Phlegra (Φλέγρα) is a composition for ensemble by composer Iannis Xenakis. It was composed in 1975.

== Background ==
The composition was commissioned by the Gulbenkian Foundation for the London Sinfonietta, to whom it was also dedicated. It finished in 1975 and was premiered at the Queen Elizabeth Hall in January 1976 by the London Sinfonietta with long-time collaborator and conductor Michel Tabachnik. The title, Phlegra, is meant to refer to "the battlefield where the Gigantes and the new gods of Olympus clashed". It was subsequently published by Éditions Salabert in 1976.

== Structure ==
Phlegra is a one-movement, thirteen-minute composition scored for an ensemble of eleven instrumentalists: a flute (with a piccolo), an oboe, a B-flat clarinet (with a bass clarinet), a bassoon, a French horn in F, a trumpet, a trombone, a violin, a viola, a cello, and a double bass. The tempo is an unchanging quarter note ≅ 48 M. M. (~ 16'). At a regular 4/4, as in most of Xenakis's compositions, time signatures serve as references points for musicians, but they are not expected to play accents or mark downbeats. It has a total of 152 bars.
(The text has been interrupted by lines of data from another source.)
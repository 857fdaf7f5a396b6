// Resume screening core.
// Heuristic text analysis only: date extraction, section location, experience estimation,
// keyword matching, ATS compliance, and score aggregation. Text comes from `extraction`.

pub mod aggregate;
pub mod ats;
pub mod dates;
pub mod experience;
pub mod handlers;
pub mod keywords;
pub mod pipeline;
pub mod sections;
In terms of scoring and composition techniques used, Phlegra is generally associated with Empreintes: both compositions use the same type of instruments, but Phlegra only uses one of each instrument. As in Empreintes, he also uses avant-garde techniques, such as melodic arborescences in the woodwinds and brass, brownian movements in the strings, and rhythmic patterns played by repeating specific notes.

The composition is also notable for its use of consecutive glissandi: each note in the main melodies is meant to be played without any real separation, as they are merely points of reference in a continuous glissando, both up and down. The original score is written in C, while the double bass is written an octave higher and the piccolo is written an octave lower. Musicians are required to play with no vibrato. On stage, the musicians are expected to be seated in a straight line facing the public, with a conductor in front of them.

== Reception ==
Dominic Gill, music critic for The Financial Times, wrote that Phlegra is an "unusual, haunting piece" and that "the first impression of the music is less that of a battlefield than of a metropolis of songs and flowers - powerful, solid forms woven with lyrical colour, embroidered with all manner of formal texture".

== Recordings ==
Partly because of its difficulty and the unusual nature of its scoring, Phlegra has not been very commonly performed. The only recording available worldwide is the authoritative recording made by Michel Tabachnik with the Ensemble InterContemporain. Flutist Emmanuelle Ophèle, oboist László Hadady, clarinetists Alain Damiens and Guy Arnaud, bassoonist Pascal Gallois, hornist Jacques Deleplancque, trumpetist Antoine Curé, trombonists Jérôme Naulais and Benny Sluchin, violinist Jeanne-Marie Conquer, violist Jean Sulem, cellist Pierre Strauch, and double bassists Frédéric Stochl and Alex Bouchaud recorded the piece in July 1990. The recording was released by Erato on compact disc in 1992 and re-released by Erato in 2000 and Warner Classics in 2007.